Team JKU-AIWarriors in the ACM Recommender Systems Challenge 2021: Lightweight XGBoost Recommendation Approach Leveraging User Features
by Alexander Krauck, David Penz and Markus Schedl
This repository contains our 10-th place approach to the ACM Recommender Systems Challenge 2021 (http://www.recsyschallenge.com/2021/). Our proposed model relies on features that we compute from user engagement counts. These counts are used to create compact user-specific features, which enables our model to make predictions swiftly. We adopt a simple XGB classifier, trained on a subset of the training data. To regularize during training, adding Gauss-distributed noise and randomly masking users helps to avoid overfitting.
The utils folder contains all the relevant code for reproducing the model. Basically 2 steps are required:
- Use the functions from utils/user_based.py to create the "user index". I.e. extract user-information from the whole dataset.

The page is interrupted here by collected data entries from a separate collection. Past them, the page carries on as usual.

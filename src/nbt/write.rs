use byteorder::{BigEndian, WriteBytesExt};

use super::{Nbt, Tag};

impl Nbt {
    /// Serializes this named tag to raw (uncompressed) NBT bytes. Re-parsing
    /// the result with [`Nbt::parse`] yields a structurally equal tree,
    /// including COMPOUND child order (§4.1 P2).
    pub fn serialize(&self) -> Vec<u8> {
        let mut out = Vec::new();
        out.push(self.tag.type_id());
        write_string(&mut out, &self.name);
        write_payload(&mut out, &self.tag);
        out
    }
}

fn write_string(out: &mut Vec<u8>, s: &str) {
    out.write_u16::<BigEndian>(s.len() as u16).unwrap();
    out.extend_from_slice(s.as_bytes());
}

fn write_payload(out: &mut Vec<u8>, tag: &Tag) {
    match tag {
        Tag::End => {}
        Tag::Byte(v) => out.write_i8(*v).unwrap(),
        Tag::Short(v) => out.write_i16::<BigEndian>(*v).unwrap(),
        Tag::Int(v) => out.write_i32::<BigEndian>(*v).unwrap(),
        Tag::Long(v) => out.write_i64::<BigEndian>(*v).unwrap(),
        Tag::Float(v) => out.write_f32::<BigEndian>(*v).unwrap(),
        Tag::Double(v) => out.write_f64::<BigEndian>(*v).unwrap(),
        Tag::ByteArray(items) => {
            out.write_i32::<BigEndian>(items.len() as i32).unwrap();
            out.extend(items.iter().map(|b| *b as u8));
        }
        Tag::String(s) => write_string(out, s),
        Tag::List(list) => {
            out.push(list.element_type);
            out.write_i32::<BigEndian>(list.items.len() as i32).unwrap();
            for item in &list.items {
                write_payload(out, item);
            }
        }
        Tag::Compound(children) => {
            for (name, child) in children {
                out.push(child.type_id());
                write_string(out, name);
                write_payload(out, child);
            }
            out.push(0);
        }
        Tag::IntArray(items) => {
            out.write_i32::<BigEndian>(items.len() as i32).unwrap();
            for v in items {
                out.write_i32::<BigEndian>(*v).unwrap();
            }
        }
        Tag::LongArray(items) => {
            out.write_i32::<BigEndian>(items.len() as i32).unwrap();
            for v in items {
                out.write_i64::<BigEndian>(*v).unwrap();
            }
        }
    }
}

- Create a RecSys2021TSVDataLoader (in utils/dataloader.py) and pass the dataloader to a RecSysXGB1 (in utils/model.py) using the fit function.
Given the right choice of hyperparameters this will successfully reproduce our submission model.
The jupyter notebooks are simply our way of executing the code in the utils as opposed to some command line approach or similar. Thus the order of the notebooks simply represents how we progressed thru the challenge. Some code in the earier notebooks might not be working anymore. They do not represent a working pipeline.